▸ The problem
Scan the records below for the word "true". Copy each line where it appears.

▸ Dataset records
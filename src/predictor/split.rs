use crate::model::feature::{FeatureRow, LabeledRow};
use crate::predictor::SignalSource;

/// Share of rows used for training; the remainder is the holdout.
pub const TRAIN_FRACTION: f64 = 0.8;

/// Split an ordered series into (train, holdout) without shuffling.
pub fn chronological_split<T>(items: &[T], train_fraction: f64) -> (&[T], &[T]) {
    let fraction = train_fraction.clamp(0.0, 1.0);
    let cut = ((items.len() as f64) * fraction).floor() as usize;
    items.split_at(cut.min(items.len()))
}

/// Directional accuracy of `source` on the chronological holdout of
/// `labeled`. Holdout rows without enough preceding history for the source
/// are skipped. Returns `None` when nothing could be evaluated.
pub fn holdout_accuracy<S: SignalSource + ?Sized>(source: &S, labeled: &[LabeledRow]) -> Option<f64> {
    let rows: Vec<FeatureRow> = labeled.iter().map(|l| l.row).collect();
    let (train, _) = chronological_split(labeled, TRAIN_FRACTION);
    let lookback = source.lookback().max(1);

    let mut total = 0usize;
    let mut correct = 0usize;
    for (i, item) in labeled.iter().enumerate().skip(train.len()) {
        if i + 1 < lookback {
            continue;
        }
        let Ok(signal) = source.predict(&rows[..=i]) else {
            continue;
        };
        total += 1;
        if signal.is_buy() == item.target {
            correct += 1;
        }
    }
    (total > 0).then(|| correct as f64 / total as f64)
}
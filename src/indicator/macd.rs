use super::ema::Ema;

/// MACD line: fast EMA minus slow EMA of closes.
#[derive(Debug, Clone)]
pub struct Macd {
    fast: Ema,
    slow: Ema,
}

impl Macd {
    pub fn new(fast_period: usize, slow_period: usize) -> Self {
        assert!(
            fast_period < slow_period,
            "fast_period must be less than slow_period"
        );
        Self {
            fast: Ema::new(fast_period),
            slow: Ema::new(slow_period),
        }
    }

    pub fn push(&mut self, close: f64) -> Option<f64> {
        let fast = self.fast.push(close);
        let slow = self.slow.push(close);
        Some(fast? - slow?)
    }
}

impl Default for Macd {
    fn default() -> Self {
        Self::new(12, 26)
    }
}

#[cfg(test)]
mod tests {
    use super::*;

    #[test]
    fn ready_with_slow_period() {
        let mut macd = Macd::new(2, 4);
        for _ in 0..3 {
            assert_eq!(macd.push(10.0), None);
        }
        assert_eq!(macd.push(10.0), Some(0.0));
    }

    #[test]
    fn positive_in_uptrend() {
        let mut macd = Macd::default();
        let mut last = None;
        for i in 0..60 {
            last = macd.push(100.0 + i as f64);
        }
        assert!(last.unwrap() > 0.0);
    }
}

==

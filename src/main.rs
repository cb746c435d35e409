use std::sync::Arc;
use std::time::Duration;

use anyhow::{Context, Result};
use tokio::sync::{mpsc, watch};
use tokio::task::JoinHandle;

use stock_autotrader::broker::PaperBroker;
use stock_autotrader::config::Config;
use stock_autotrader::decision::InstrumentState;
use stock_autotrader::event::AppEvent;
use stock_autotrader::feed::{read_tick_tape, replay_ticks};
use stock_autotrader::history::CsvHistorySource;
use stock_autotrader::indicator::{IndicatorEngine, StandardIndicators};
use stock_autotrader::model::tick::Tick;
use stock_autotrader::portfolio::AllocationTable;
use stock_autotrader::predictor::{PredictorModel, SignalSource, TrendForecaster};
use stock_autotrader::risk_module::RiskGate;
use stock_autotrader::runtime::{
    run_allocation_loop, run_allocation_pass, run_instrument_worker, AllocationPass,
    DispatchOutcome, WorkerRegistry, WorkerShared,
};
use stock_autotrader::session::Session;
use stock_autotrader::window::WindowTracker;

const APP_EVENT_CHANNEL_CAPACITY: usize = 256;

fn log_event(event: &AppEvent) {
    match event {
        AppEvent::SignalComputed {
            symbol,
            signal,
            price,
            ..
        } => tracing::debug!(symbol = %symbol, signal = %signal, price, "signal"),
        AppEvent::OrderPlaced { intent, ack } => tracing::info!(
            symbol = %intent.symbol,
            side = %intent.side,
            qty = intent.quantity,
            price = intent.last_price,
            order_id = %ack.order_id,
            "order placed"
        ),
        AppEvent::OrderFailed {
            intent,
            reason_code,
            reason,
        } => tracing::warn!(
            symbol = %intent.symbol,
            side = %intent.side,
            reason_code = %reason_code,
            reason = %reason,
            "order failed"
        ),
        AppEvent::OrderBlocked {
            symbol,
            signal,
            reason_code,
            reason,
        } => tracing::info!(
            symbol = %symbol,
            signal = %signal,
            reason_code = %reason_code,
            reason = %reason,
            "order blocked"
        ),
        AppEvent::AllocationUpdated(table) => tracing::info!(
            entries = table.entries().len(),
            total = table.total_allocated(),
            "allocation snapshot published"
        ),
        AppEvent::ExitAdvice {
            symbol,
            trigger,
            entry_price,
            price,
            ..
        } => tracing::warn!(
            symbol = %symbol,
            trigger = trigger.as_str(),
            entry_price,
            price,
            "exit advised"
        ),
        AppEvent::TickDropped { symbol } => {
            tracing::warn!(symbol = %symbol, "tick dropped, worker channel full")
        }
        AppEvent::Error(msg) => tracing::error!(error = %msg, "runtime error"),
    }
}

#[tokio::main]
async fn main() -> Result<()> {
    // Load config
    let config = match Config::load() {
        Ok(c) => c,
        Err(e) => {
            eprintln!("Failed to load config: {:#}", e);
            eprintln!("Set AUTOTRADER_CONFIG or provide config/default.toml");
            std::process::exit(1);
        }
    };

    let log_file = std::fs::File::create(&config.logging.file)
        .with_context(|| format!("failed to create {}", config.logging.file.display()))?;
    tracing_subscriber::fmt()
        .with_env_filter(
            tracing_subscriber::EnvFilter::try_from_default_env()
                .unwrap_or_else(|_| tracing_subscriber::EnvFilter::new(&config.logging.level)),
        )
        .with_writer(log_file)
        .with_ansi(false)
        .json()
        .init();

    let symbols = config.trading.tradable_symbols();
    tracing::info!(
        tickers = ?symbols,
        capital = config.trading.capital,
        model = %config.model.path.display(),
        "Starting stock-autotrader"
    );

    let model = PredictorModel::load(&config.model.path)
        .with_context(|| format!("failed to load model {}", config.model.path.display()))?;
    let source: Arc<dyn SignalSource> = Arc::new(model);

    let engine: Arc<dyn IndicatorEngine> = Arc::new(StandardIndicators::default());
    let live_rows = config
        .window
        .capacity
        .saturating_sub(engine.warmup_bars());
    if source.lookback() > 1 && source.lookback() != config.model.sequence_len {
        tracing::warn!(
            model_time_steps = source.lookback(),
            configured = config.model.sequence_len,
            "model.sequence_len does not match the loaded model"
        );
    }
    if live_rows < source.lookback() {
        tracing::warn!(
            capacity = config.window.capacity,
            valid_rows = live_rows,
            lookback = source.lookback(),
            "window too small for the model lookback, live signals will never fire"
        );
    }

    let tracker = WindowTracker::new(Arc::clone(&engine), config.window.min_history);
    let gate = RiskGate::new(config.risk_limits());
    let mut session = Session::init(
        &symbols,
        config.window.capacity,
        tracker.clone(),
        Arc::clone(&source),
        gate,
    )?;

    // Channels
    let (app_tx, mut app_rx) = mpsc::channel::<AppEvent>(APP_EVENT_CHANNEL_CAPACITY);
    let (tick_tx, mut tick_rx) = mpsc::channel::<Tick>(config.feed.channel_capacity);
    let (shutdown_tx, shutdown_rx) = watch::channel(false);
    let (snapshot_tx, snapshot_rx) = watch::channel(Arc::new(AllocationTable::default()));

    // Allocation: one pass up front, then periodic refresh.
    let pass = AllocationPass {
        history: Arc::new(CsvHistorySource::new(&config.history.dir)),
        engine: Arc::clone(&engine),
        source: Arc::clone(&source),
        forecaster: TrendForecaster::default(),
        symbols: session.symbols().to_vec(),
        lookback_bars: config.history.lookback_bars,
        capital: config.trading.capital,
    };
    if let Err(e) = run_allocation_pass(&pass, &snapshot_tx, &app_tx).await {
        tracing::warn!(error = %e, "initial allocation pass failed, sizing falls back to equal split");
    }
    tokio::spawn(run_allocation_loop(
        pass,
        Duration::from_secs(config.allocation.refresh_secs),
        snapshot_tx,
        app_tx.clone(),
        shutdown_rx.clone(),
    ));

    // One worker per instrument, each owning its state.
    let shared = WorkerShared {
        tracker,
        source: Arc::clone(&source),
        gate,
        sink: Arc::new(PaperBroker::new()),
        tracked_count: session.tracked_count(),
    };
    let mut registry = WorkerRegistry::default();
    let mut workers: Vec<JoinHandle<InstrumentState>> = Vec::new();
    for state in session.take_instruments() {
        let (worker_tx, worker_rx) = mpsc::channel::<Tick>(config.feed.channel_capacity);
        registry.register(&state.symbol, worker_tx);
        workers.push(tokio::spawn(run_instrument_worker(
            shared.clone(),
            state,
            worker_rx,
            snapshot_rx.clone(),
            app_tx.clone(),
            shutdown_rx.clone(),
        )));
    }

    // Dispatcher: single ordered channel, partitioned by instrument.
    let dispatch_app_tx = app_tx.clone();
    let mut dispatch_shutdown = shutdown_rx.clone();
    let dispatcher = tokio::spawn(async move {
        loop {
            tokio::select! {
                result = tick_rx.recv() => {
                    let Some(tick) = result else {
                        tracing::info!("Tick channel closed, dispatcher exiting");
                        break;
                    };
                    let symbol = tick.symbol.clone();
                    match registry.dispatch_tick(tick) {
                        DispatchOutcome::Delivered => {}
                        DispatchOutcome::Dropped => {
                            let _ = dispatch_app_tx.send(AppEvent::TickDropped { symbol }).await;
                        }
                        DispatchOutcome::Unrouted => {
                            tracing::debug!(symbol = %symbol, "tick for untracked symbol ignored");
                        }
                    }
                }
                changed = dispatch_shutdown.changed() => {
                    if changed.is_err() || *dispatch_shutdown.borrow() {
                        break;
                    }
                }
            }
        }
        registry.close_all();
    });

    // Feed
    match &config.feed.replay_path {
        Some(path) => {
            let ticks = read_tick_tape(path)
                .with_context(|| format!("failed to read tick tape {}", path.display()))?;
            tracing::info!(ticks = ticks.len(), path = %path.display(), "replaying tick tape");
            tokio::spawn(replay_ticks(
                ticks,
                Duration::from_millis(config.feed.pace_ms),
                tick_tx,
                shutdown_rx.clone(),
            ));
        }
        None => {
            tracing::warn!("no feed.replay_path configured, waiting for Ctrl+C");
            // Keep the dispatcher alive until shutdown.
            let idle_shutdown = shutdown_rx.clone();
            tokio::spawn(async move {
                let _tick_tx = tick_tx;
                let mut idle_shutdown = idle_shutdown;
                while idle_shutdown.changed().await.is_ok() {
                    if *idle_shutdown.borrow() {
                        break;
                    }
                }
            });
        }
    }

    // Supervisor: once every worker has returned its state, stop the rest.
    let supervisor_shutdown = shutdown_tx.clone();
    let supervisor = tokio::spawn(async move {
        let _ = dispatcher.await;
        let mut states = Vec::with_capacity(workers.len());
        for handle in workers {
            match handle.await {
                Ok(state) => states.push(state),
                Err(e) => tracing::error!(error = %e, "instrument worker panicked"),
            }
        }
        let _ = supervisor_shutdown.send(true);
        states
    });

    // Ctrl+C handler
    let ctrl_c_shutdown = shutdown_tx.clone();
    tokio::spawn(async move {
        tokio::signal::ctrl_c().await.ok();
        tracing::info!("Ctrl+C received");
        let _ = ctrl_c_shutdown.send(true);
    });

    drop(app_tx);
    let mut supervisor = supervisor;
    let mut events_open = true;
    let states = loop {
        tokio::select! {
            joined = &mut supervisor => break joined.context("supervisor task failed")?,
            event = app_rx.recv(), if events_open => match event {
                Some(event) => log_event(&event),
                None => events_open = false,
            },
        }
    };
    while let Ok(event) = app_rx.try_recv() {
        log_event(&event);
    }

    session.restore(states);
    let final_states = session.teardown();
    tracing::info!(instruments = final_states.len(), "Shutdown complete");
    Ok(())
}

▸ Task response
        let _ = supervisor_shutdown.send(true);
        let _ = ctrl_c_shutdown.send(true);
    let mut events_open = true;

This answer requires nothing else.